78. Mais, en second lieu, si nous avions un nouveau sens, il ne pourrait que nous fournir de nouvelles idées ou sensations, et dans ce cas nous aurions les mêmes raisons à faire valoir, contre leur existence en une substance non percevante, que celles qui ont été déjà présentées relativement à la figure, au mouvement, à la couleur et autres pareilles.
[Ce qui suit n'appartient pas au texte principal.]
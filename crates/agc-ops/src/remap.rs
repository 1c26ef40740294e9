//! Per-pixel remap execution.
//!
//! The remap is embarrassingly parallel: every output sample depends only
//! on the input sample at the same position plus globally precomputed
//! statistics or a level-indexed curve. With the default `parallel`
//! feature the work is striped over rows with Rayon; the per-row stripe
//! is also the natural cancellation granularity for callers that need it.
//! Without the feature a serial loop is used.

use agc_core::Channel;

#[cfg(feature = "parallel")]
use rayon::prelude::*;

/// Applies a pure sample transform to every pixel of a channel.
///
/// The closure receives the normalized input sample and returns the
/// corrected one; it must not carry mutable state.
pub fn apply_pointwise<F>(channel: &mut Channel, f: F)
where
    F: Fn(f32) -> f32 + Sync,
{
    let width = channel.width() as usize;
    if width == 0 || channel.height() == 0 {
        return;
    }
    let samples = channel.samples_mut();

    #[cfg(feature = "parallel")]
    {
        samples.par_chunks_mut(width).for_each(|row| {
            for v in row {
                *v = f(*v);
            }
        });
    }

    #[cfg(not(feature = "parallel"))]
    {
        for v in samples.iter_mut() {
            *v = f(*v);
        }
    }
}

/// Applies a level-indexed correction curve to every pixel.
///
/// Samples are quantized onto the `0..=scale` grid and replaced by
/// `curve[level]`. The curve must hold `scale + 1` entries.
pub fn apply_curve(channel: &mut Channel, scale: f64, curve: &[f32]) {
    debug_assert_eq!(curve.len(), scale as usize + 1, "curve covers the level grid");
    apply_pointwise(channel, |v| curve[Channel::quantize(v, scale) as usize]);
}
Des qualités, on l’a montré, ne sont rien de plus que des sensations ou idées qui existent uniquement dans un esprit qui les perçoit ; et cette vérité s’applique, non seulement aux idées qui nous sont actuellement familières, mais encore à toutes les idées possibles, quelles qu’elles puissent être.

79. Mais on insistera : Eh bien ! dira-t-on, n’eussé-je aucune raison de croire à l’existence de la Matière, me fût-il impossible d’assigner son emploi, ou d’expliquer par elle aucune chose, ou même de comprendre ce que veut dire ce mot, il reste toujours qu’il n’y a nulle contradiction à dire que la Matière existe, et que cette Matière est en général une substance, ou une occasion des idées. Il n’importe après cela qu’on puisse trouver de grandes difficultés, quand on se propose d’éclaircir le sens de ces termes ou d’en embrasser une explication particulière. — Je réponds qu’en se servant de mots sans leur donner un sens, on peut les agencer à volonté les uns avec les autres sans courir le danger de tomber dans la contradiction. On peut dire, par exemple, que deux fois deux égalent sept, pourvu qu’on déclare en même temps qu’on ne prend pas les mots de cette proposition dans leur acception usuelle, mais seulement pour les signes d’on ne sait quoi. Pour la même raison, on peut dire qu’il existe une substance sans accidents, inerte, dénuée de pensée, laquelle est l’occasion de nos idées. On en saura tout juste autant par l’une de ces propositions que par l’autre.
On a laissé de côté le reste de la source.